The last few weeks I've watched my body change. I have been so excited to see the development and growth of various muscle groups, and mildly dismayed at the disappearance of places that for too long I let dictate my self-worth. I've watched young women check themselves in the mirror and judge their changes in a positive or negative manner, I thought that I could be one of the ones who wasn't worried about what I looked like. I was happy with the appearance of my obliques (I haven't seen them in years!), I was happy with the way my arms, shoulders, and legs have taken new shapes, and I was even able to deal with the fact that my finally B-cup sized breasts fell flat and now barely fill an A.
But then yesterday I went bra shopping for the first time since my changes have happened, it was a blow to my self-image to realize that I, as an almost-30-year-old woman needed to buy a bra meant for young, developing pre-teens. My normal abhorrence for the "sexification" of young people transformed into a "why isn't anything in my size sexy?"
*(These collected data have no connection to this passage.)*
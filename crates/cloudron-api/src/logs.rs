//! App logs, one shot or followed.

use std::io::Write;

use reqwest::StatusCode;
use reqwest::header::ACCEPT;

use crate::client::{ApiClient, expect_status};
use crate::error::Result;
use crate::stream::{EventStream, print_log_events};
use crate::transport::Transport;

/// Lines requested when the caller does not say.
pub const DEFAULT_LINES: u32 = 100;

impl<T: Transport> ApiClient<T> {
    /// Copy the last `lines` log lines of an app to `out`.
    ///
    /// # Errors
    ///
    /// Returns an error if the request fails.
    pub async fn print_logs<W: Write>(&self, app_id: &str, lines: u32, out: &mut W) -> Result<()> {
        let path = format!("/api/v1/apps/{app_id}/logs");
        let response = self
            .send(|ctx| ctx.get(&path).query(&[("lines", lines)]))
            .await?;
        let body = expect_status(response, StatusCode::OK).await?.bytes().await?;
        out.write_all(&body)?;
        out.flush()?;
        Ok(())
    }

    /// Print the last `lines` log lines of an app, then keep printing new ones
    /// until the server closes the stream.
    ///
    /// # Errors
    ///
    /// Returns an error if the request fails or the stream breaks.
    pub async fn follow_logs<W: Write>(&self, app_id: &str, lines: u32, out: &mut W) -> Result<()> {
        let path = format!("/api/v1/apps/{app_id}/logstream");
        let response = self
            .send(|ctx| {
                ctx.get(&path)
                    .query(&[("lines", lines)])
                    .header(ACCEPT, "text/event-stream")
            })
            .await?;
        let response = expect_status(response, StatusCode::OK).await?;
        let mut events = EventStream::new(response.bytes_stream());
        print_log_events(&mut events, out).await
    }
}

#[cfg(test)]
mod tests {
    use crate::error::ApiError;
    use crate::testing::{ScriptedTransport, client_with, ok};
    use std::sync::Arc;

    #[tokio::test]
    async fn test_print_logs_copies_body() {
        let dir = tempfile::tempdir().expect("tempdir");
        let transport = ScriptedTransport::new([ok("one\ntwo\n")]);
        let requests = Arc::clone(&transport.requests);
        let (client, _) = client_with(transport, &dir);
        let mut out = Vec::new();

        client.print_logs("app1", 20, &mut out).await.expect("logs");
        assert_eq!(out, b"one\ntwo\n");
        let recorded = &requests.lock()[0];
        assert_eq!(recorded.path, "/api/v1/apps/app1/logs");
        assert_eq!(recorded.query, "lines=20");
    }

    #[tokio::test]
    async fn test_follow_logs_prints_messages() {
        let dir = tempfile::tempdir().expect("tempdir");
        let transport = ScriptedTransport::new([ok(
            "data: {\"message\":\"started\\n\",\"source\":\"app\"}\n\ndata: not json\n\n",
        )]);
        let (client, _) = client_with(transport, &dir);
        let mut out = Vec::new();

        client.follow_logs("app1", 10, &mut out).await.expect("follow");
        assert_eq!(String::from_utf8(out).expect("utf8"), "started\nnot json\n");
    }

    #[tokio::test]
    async fn test_missing_app_is_status_error() {
        let dir = tempfile::tempdir().expect("tempdir");
        let transport = ScriptedTransport::new([(404, r#"{"message":"No such app"}"#.into())]);
        let (client, _) = client_with(transport, &dir);

        let err = client
            .follow_logs("nope", 10, &mut Vec::new())
            .await
            .expect_err("404");
        assert!(matches!(err, ApiError::Status { code: 404, ref message } if message == "No such app"));
    }
}
//! # cloudron-cli
//!
//! Cloudron command-line interface.
//!
//! Provides commands for:
//! - Logging in to a Cloudron
//! - Installing, configuring and removing apps
//! - Reading app logs and running commands inside apps
//! - Building apps from source
//!
//! # Architecture
//!
//! Every command receives a [`context::Context`] holding the loaded
//! configuration and a [`cloudron_api::ApiClient`] bound to it.
//!
//! ```text
//! ┌──────────────┐   REST / upgrade   ┌──────────┐
//! │ cloudron-cli │◄──────────────────►│ Cloudron │
//! └──────┬───────┘                    └──────────┘
//!        │ load / save
//!        ▼
//!  ~/.cloudron.json
//! ```

#![forbid(unsafe_code)]
#![warn(missing_docs)]

pub mod cli;
pub mod commands;
pub mod context;
pub mod error;
pub mod output;

pub use cli::{Cli, Commands, Format};
pub use context::Context;
pub use error::CliError;
pub use output::OutputFormat;
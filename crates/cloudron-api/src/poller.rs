//! Installation progress tracking.
//!
//! [`ProgressPoller`] polls the app status on a fixed interval and renders the
//! progress as it changes:
//!
//! ```text
//! Waiting for installation to start
//!  => Downloading image ....
//!  => Creating container ..
//!
//! Waiting for app to become healthy...
//! ```
//!
//! Polls never overlap: the next one is scheduled after the previous response
//! was rendered. Waiting uses tokio's clock, so tests can run with a paused clock.

use std::future::Future;
use std::io::Write;
use std::pin::Pin;
use std::time::Duration;

use tokio::time::sleep;
use tracing::{debug, trace};

use crate::client::ApiClient;
use crate::error::{ApiError, Result};
use crate::transport::Transport;
use crate::types::App;

/// Default interval between two polls.
pub const DEFAULT_POLL_INTERVAL: Duration = Duration::from_millis(250);

/// Labels containing this text do not get progress dots.
///
/// Image builds report one label for minutes; a growing row of dots suggests
/// progress that the server does not actually report.
pub const DEFAULT_QUIET_MARKER: &str = "Building image";

/// Source of app status snapshots.
pub trait AppStatusSource: Send + Sync {
    /// Fetch the current state of an app.
    ///
    /// # Errors
    ///
    /// Returns an error if the status cannot be fetched.
    fn app_status<'a>(
        &'a self,
        app_id: &'a str,
    ) -> Pin<Box<dyn Future<Output = Result<App>> + Send + 'a>>;
}

impl<S: AppStatusSource + ?Sized> AppStatusSource for &S {
    fn app_status<'a>(
        &'a self,
        app_id: &'a str,
    ) -> Pin<Box<dyn Future<Output = Result<App>> + Send + 'a>> {
        (**self).app_status(app_id)
    }
}

impl<T: Transport> AppStatusSource for ApiClient<T> {
    fn app_status<'a>(
        &'a self,
        app_id: &'a str,
    ) -> Pin<Box<dyn Future<Output = Result<App>> + Send + 'a>> {
        Box::pin(self.app(app_id))
    }
}

/// Progress of one polling loop.
#[derive(Debug, Clone, Default, PartialEq, Eq)]
pub struct ProgressState {
    /// Label rendered last.
    pub current_label: Option<String>,
    /// Whether the "waiting to start" header was printed.
    pub announced_start: bool,
    /// Whether installation finished and the health check is awaited.
    pub waiting_for_health: bool,
    /// Whether a terminal state was reached.
    pub terminal: bool,
}

/// Polls an app until installation succeeded or failed.
#[derive(Debug, Clone)]
pub struct ProgressPoller<S> {
    source: S,
    interval: Duration,
    quiet_marker: Option<String>,
}

impl<S: AppStatusSource> ProgressPoller<S> {
    /// Create a poller with the default interval and quiet marker.
    pub fn new(source: S) -> Self {
        Self {
            source,
            interval: DEFAULT_POLL_INTERVAL,
            quiet_marker: Some(DEFAULT_QUIET_MARKER.to_string()),
        }
    }

    /// Set the polling interval.
    #[must_use]
    pub fn with_interval(mut self, interval: Duration) -> Self {
        self.interval = interval;
        self
    }

    /// Set or disable the quiet marker.
    #[must_use]
    pub fn with_quiet_marker(mut self, marker: Option<String>) -> Self {
        self.quiet_marker = marker;
        self
    }

    /// Poll until the app is installed (and healthy, if `wait_for_health`).
    ///
    /// # Errors
    ///
    /// Returns `InstallFailed` with the server's progress text if the app
    /// enters the error state, or the first transport error.
    pub async fn wait_for_installation<W: Write>(
        &self,
        app_id: &str,
        wait_for_health: bool,
        out: &mut W,
    ) -> Result<()> {
        let mut state = ProgressState::default();
        let mut polls = 0_u32;
        loop {
            let app = self.source.app_status(app_id).await?;
            polls += 1;
            trace!(app_id, polls, state = %app.installation_state, "polled");

            self.advance(&mut state, &app, wait_for_health, out)?;
            if state.terminal {
                writeln!(out)?;
                out.flush()?;
                debug!(app_id, polls, "installation finished");
                return Ok(());
            }
            sleep(self.interval).await;
        }
    }

    /// Apply one status snapshot to `state`, rendering what changed.
    ///
    /// # Errors
    ///
    /// Returns `InstallFailed` for the error state, or an IO error.
    pub fn advance<W: Write>(
        &self,
        state: &mut ProgressState,
        app: &App,
        wait_for_health: bool,
        out: &mut W,
    ) -> Result<()> {
        if app.is_error() {
            state.terminal = true;
            writeln!(out)?;
            return Err(ApiError::InstallFailed(
                app.installation_progress.clone().unwrap_or_default(),
            ));
        }

        if app.is_installed() {
            if !wait_for_health || app.is_healthy() {
                state.terminal = true;
                return Ok(());
            }
            if !state.waiting_for_health {
                state.waiting_for_health = true;
                write!(out, "\n\nWaiting for app to become healthy")?;
            }
            write!(out, ".")?;
            out.flush()?;
            return Ok(());
        }

        match app.progress_label() {
            None => match state.current_label.as_deref() {
                None if !state.announced_start => {
                    state.announced_start = true;
                    write!(out, "Waiting for installation to start")?;
                }
                None => {}
                Some(label) => {
                    if !self.is_quiet(label) {
                        write!(out, ".")?;
                    }
                }
            },
            Some(label) if state.current_label.as_deref() == Some(label) => {
                if !self.is_quiet(label) {
                    write!(out, ".")?;
                }
            }
            Some(label) => {
                write!(out, "\n => {label} ")?;
                state.current_label = Some(label.to_string());
            }
        }
        out.flush()?;
        Ok(())
    }

    /// Poll until the app no longer exists.
    ///
    /// # Errors
    ///
    /// Returns `InstallFailed` if uninstalling fails, or a transport error.
    pub async fn wait_for_removal<W: Write>(&self, app_id: &str, out: &mut W) -> Result<()> {
        write!(out, "Uninstalling")?;
        loop {
            match self.source.app_status(app_id).await {
                Ok(app) if app.is_error() => {
                    writeln!(out)?;
                    return Err(ApiError::InstallFailed(
                        app.installation_progress.unwrap_or_default(),
                    ));
                }
                Ok(_) => {
                    write!(out, ".")?;
                    out.flush()?;
                }
                Err(ApiError::Status { code: 404, .. }) => {
                    writeln!(out)?;
                    return Ok(());
                }
                Err(e) => return Err(e),
            }
            sleep(self.interval).await;
        }
    }

    fn is_quiet(&self, label: &str) -> bool {
        self.quiet_marker
            .as_deref()
            .is_some_and(|marker| label.contains(marker))
    }
}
The moment passed as quickly as it came. I recalled my nickname since returning home "new hot ass", admired my abs and my arms, and reminded myself that despite my lack of cheasticular real estate, my husband has always loved me for who I am.
What you see isn't me. This is my body.
Fast-forward a few hours after shopping. I was taking pictures with my son because we've taken so many over the years and I want him to have some to remember my first trip home from the Army. We looked through pictures together and I really liked one where both of us were smiling. He told me I couldn't post that picture on Facebook because he didn't like his teeth. I didn't say anything right then, but didn't post the picture.
Later last night at bed-time I had forgotten about the teeth comment until he mentioned that he was "getting fat." I realized that at 8 years old my son is starting to be uncomfortable and awkward in his own body.
Being the mom that I am I began to talk to him about these things. The first thing I addressed was his weight. My son is a slender boy, he's always been tall and thin for his age. I imagine he began thinking he was fat because he is finally starting to fill out (as he does each time before he shoots up another few inches). So I explained to him that for his height he would have to weigh at least 30 pounds more before he could even be considered overweight. Then I began talking to him about his teeth.
The teeth thing I understand 100%. I trained myself to smile with my lips closed because I was so upset about how big my new front teeth were when I was 8. I told him this, and explained that everyone gets huge front teeth because they have to grow into them. I showed him my front teeth and explained that I was smaller than him when I got them (he giggled). I told him to look at the teeth of the kids in his class and see that they also have big front teeth, it's normal!
I explained that as we grow it is completely normal to feel awkward or uncomfortable in our body as it changes. You have to get acquainted with a whole new you several times throughout childhood and on into adulthood. Every single person faces these phases of transition and most feel out of place at some point or another.
My son seemed to understand, he seemed to be happier as he went to sleep and grinned widely at my husband & I. We told him to talk to us whenever he felt like that so we could help him understand the changes he's going through and help him feel less "weird." I do hope he remembers.
And I made the resolution not to down-talk my body. I am perfect just the way I am. There are things I can change and things I cannot. But this is the body in which I dwell, I will maintain it, care for it, and treat it with respect.
2 comments:
Your son has a great smile! As do all of the Williamson's. I am glad that your son is lucky enough to have a mother who will discuss everything openly and honestly.
Be proud of your body, it is an amazing one. The grass always seems greener on the other side. Breasts do not make a woman sexy. How we carry ourselves do. And this, coming from me who saw a picture of myself and thought, damn it, I would look skinnier if my boobs weren't so big. And they make stupid looking bra's for women who do have that "dream size". :-) Yea, Not selling you on it?
Us people, we are a strange breed.
So glad you are on the path towards acceptance.
This is so well-written!! As a parent, I know it's important for me not to "talk down" my body, too. It's what I've got -- if I want my kids to love theirs, I should love (or at least not talk bad about!) mine!